Extracted records Block Start
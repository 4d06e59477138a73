//! Configuration management for the bot shell.
//!
//! This module handles loading environment settings and the credentials file.

use crate::error::{Result, ShellError};
use std::env;
use std::fmt;
use std::net::SocketAddr;
use std::path::Path;

/// Literal prefix recognized at the start of a message for command parsing.
pub const COMMAND_PREFIX: &str = "pb!";

/// Presence text announced once the gateway is ready.
pub const PRESENCE_TEXT: &str = "pb!help for help!";

const DEFAULT_CREDENTIALS_PATH: &str = "resources/auth";
const DEFAULT_STATUS_BIND_ADDRESS: &str = "0.0.0.0:1441";
const DEFAULT_STATS_API_BASE_URL: &str = "https://bots.discord.pw";
const DEFAULT_LOG_PATH: &str = "resources/discord.log";

/// Configuration for the application, loaded from environment variables.
#[derive(Debug, Clone)]
pub struct Config {
    /// Path to the JSON credentials file
    pub credentials_path: String,
    /// Path to SQLite database file
    pub db_path: String,
    /// Address the status service binds to (host:port)
    pub status_bind_address: SocketAddr,
    /// Base URL of the external bot-list stats service
    pub stats_api_base_url: String,
    /// Path of the append-only log file
    pub log_path: String,
}

impl Config {
    /// Load configuration from environment variables.
    ///
    /// This will attempt to load a .env file if present using dotenv,
    /// then read the optional overrides. Every setting has a default.
    ///
    /// # Errors
    ///
    /// Returns an error if an override is present but invalid.
    ///
    /// # Examples
    ///
    /// ```no_run
    /// use rpgbot::config::Config;
    ///
    /// let config = Config::from_env().expect("Failed to load configuration");
    /// println!("Status service: {}", config.status_bind_address);
    /// ```
    pub fn from_env() -> Result<Self> {
        // Load .env file if present (ignore errors - it's optional)
        dotenv::dotenv().ok();

        let credentials_path = env::var("CREDENTIALS_PATH")
            .unwrap_or_else(|_| DEFAULT_CREDENTIALS_PATH.to_string());

        let db_path = Self::get_db_path()?;

        let status_bind_address = Self::parse_bind_address(
            &env::var("STATUS_BIND_ADDRESS")
                .unwrap_or_else(|_| DEFAULT_STATUS_BIND_ADDRESS.to_string()),
        )?;

        let stats_api_base_url = env::var("STATS_API_BASE_URL")
            .unwrap_or_else(|_| DEFAULT_STATS_API_BASE_URL.to_string());
        Self::validate_base_url(&stats_api_base_url)?;

        let log_path = env::var("LOG_PATH").unwrap_or_else(|_| DEFAULT_LOG_PATH.to_string());

        Ok(Self {
            credentials_path,
            db_path,
            status_bind_address,
            stats_api_base_url: stats_api_base_url.trim_end_matches('/').to_string(),
            log_path,
        })
    }

    /// Get the database path from environment or use default.
    fn get_db_path() -> Result<String> {
        match env::var("DB_PATH") {
            Ok(path) => Ok(path),
            Err(_) => {
                let mut path = env::current_dir().map_err(|e| {
                    ShellError::Config(format!("Failed to determine current directory: {}", e))
                })?;

                path.push("data");
                path.push("rpgbot.db");

                path.into_os_string().into_string().map_err(|os_str| {
                    ShellError::Config(format!(
                        "Database path contains invalid Unicode: {:?}",
                        os_str
                    ))
                })
            }
        }
    }

    /// Parse the status service bind address.
    fn parse_bind_address(address: &str) -> Result<SocketAddr> {
        address.parse::<SocketAddr>().map_err(|_| {
            ShellError::Config(format!(
                "Invalid STATUS_BIND_ADDRESS: '{}'. Expected 'ip:port' format.",
                address
            ))
        })
    }

    /// Validate the stats API base URL using proper URL parsing.
    fn validate_base_url(url_str: &str) -> Result<()> {
        use url::Url;

        let parsed_url = Url::parse(url_str).map_err(|e| {
            ShellError::Config(format!("Invalid STATS_API_BASE_URL '{}': {}", url_str, e))
        })?;

        let scheme = parsed_url.scheme();
        if scheme != "http" && scheme != "https" {
            return Err(ShellError::Config(format!(
                "STATS_API_BASE_URL must use http:// or https:// scheme, got: '{}'",
                scheme
            )));
        }

        if parsed_url.host_str().is_none() {
            return Err(ShellError::Config(format!(
                "STATS_API_BASE_URL must contain a valid host: '{}'",
                url_str
            )));
        }

        Ok(())
    }
}

/// Secrets read from the credentials file.
///
/// Loaded once at startup and never modified afterwards.
#[derive(Clone)]
pub struct Credentials {
    /// Token used to log the client in
    pub client_token: String,
    /// Bearer token for the external stats service
    pub stats_api_token: String,
}

impl fmt::Debug for Credentials {
    fn fmt(&self, f: &mut fmt::Formatter<'_>) -> fmt::Result {
        f.debug_struct("Credentials")
            .field("client_token", &"<redacted>")
            .field("stats_api_token", &"<redacted>")
            .finish()
    }
}

impl Credentials {
    /// Load credentials from a JSON array of strings.
    ///
    /// The first entry is the client token and the second the stats-service
    /// token. Additional entries are ignored.
    ///
    /// # Arguments
    ///
    /// * `path` - Path to the credentials file
    ///
    /// # Errors
    ///
    /// Returns `ShellError::Config` if the file is missing, unreadable, is not
    /// a JSON array of strings, or holds fewer than two entries.
    pub fn load(path: impl AsRef<Path>) -> Result<Self> {
        let path = path.as_ref();
        let raw = std::fs::read_to_string(path).map_err(|e| {
            ShellError::Config(format!(
                "Failed to read credentials file '{}': {}",
                path.display(),
                e
            ))
        })?;

        Self::parse(&raw)
    }

    fn parse(raw: &str) -> Result<Self> {
        let entries: Vec<String> = serde_json::from_str(raw).map_err(|e| {
            ShellError::Config(format!(
                "Credentials file must be a JSON array of strings: {}",
                e
            ))
        })?;

        let mut entries = entries.into_iter();
        match (entries.next(), entries.next()) {
            (Some(client_token), Some(stats_api_token)) => Ok(Self {
                client_token,
                stats_api_token,
            }),
            _ => Err(ShellError::Config(
                "Credentials file must contain at least two entries (client token, stats token)"
                    .to_string(),
            )),
        }
    }
}

#[cfg(test)]
mod tests {
    use super::*;
    use std::io::Write;
    use tempfile::NamedTempFile;

    fn write_credentials(contents: &str) -> NamedTempFile {
        let mut file = NamedTempFile::new().expect("Failed to create temp file");
        file.write_all(contents.as_bytes())
            .expect("Failed to write credentials");
        file
    }

    #[test]
    fn test_load_credentials() {
        let file = write_credentials(r#"["client-token", "stats-token"]"#);

        let credentials = Credentials::load(file.path()).unwrap();
        assert_eq!(credentials.client_token, "client-token");
        assert_eq!(credentials.stats_api_token, "stats-token");
    }

    #[test]
    fn test_load_credentials_ignores_extra_entries() {
        let file = write_credentials(r#"["a", "b", "c"]"#);

        let credentials = Credentials::load(file.path()).unwrap();
        assert_eq!(credentials.client_token, "a");
        assert_eq!(credentials.stats_api_token, "b");
    }

    #[test]
    fn test_load_credentials_missing_file() {
        let dir = tempfile::tempdir().unwrap();
        let result = Credentials::load(dir.path().join("auth"));
        assert!(matches!(result, Err(ShellError::Config(_))));
    }

    #[test]
    fn test_load_credentials_too_few_entries() {
        let file = write_credentials(r#"["only-one"]"#);
        assert!(matches!(
            Credentials::load(file.path()),
            Err(ShellError::Config(_))
        ));

        let file = write_credentials("[]");
        assert!(Credentials::load(file.path()).is_err());
    }

    #[test]
    fn test_load_credentials_malformed() {
        assert!(Credentials::parse("not json").is_err());
        assert!(Credentials::parse(r#"{"token": "x"}"#).is_err());
        assert!(Credentials::parse(r#"[1, 2]"#).is_err());
    }

    #[test]
    fn test_credentials_debug_is_redacted() {
        let credentials = Credentials::parse(r#"["secret-a", "secret-b"]"#).unwrap();
        let debug = format!("{:?}", credentials);
        assert!(!debug.contains("secret-a"));
        assert!(!debug.contains("secret-b"));
    }

    #[test]
    fn test_parse_bind_address() {
        assert!(Config::parse_bind_address("0.0.0.0:1441").is_ok());
        assert!(Config::parse_bind_address("127.0.0.1:8080").is_ok());

        assert!(Config::parse_bind_address("localhost").is_err());
        assert!(Config::parse_bind_address("0.0.0.0:99999").is_err());
    }

    #[test]
    fn test_validate_base_url() {
        assert!(Config::validate_base_url("https://bots.discord.pw").is_ok());
        assert!(Config::validate_base_url("http://127.0.0.1:1234").is_ok());

        assert!(Config::validate_base_url("ftp://bots.discord.pw").is_err());
        assert!(Config::validate_base_url("not a url").is_err());
    }

    #[test]
    fn test_get_db_path_with_env_var() {
        // Save original value (if any)
        let original_value = env::var("DB_PATH").ok();

        let custom_path = "/custom/path/to/rpgbot.db";
        env::set_var("DB_PATH", custom_path);

        let result = Config::get_db_path();
        assert_eq!(result.unwrap(), custom_path);

        // Restore original value
        match original_value {
            Some(val) => env::set_var("DB_PATH", val),
            None => env::remove_var("DB_PATH"),
        }
    }
}
//! Resident memory of the bot process.

use parking_lot::Mutex;
use sysinfo::{Pid, System};

const BYTES_PER_MB: f64 = 1_000_000.0;

/// Process table handle used by the stats command.
pub struct ProcessInfo {
    system: Mutex<System>,
    pid: Option<Pid>,
}

impl ProcessInfo {
    pub fn new() -> Self {
        let pid = match sysinfo::get_current_pid() {
            Ok(pid) => Some(pid),
            Err(e) => {
                tracing::warn!("Cannot resolve own process id: {}", e);
                None
            }
        };

        Self {
            system: Mutex::new(System::new()),
            pid,
        }
    }

    /// Current resident set size in megabytes, if the platform reports it.
    pub fn memory_mb(&self) -> Option<f64> {
        let pid = self.pid?;
        let mut system = self.system.lock();
        if !system.refresh_process(pid) {
            return None;
        }
        system
            .process(pid)
            .map(|process| process.memory() as f64 / BYTES_PER_MB)
    }
}

impl Default for ProcessInfo {
    fn default() -> Self {
        Self::new()
    }
}
fn main() {
    let runtime = tokio::runtime::Builder::new_multi_thread()
        .enable_all()
        .build()
        .expect("Failed to build Tokio runtime");

    if let Err(e) = runtime.block_on(rpgbot::bot::run()) {
        eprintln!("Error starting bot: {}", e);
        std::process::exit(1);
    }
}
Extracted records Block End
Your instructions: When the string "must" appears in a line of the records above, that line is to be copied.

Written solution:
                "STATS_API_BASE_URL must use http:// or https:// scheme, got: '{}'",
                "STATS_API_BASE_URL must contain a valid host: '{}'",
                "Credentials file must be a JSON array of strings: {}",
                "Credentials file must contain at least two entries (client token, stats token)"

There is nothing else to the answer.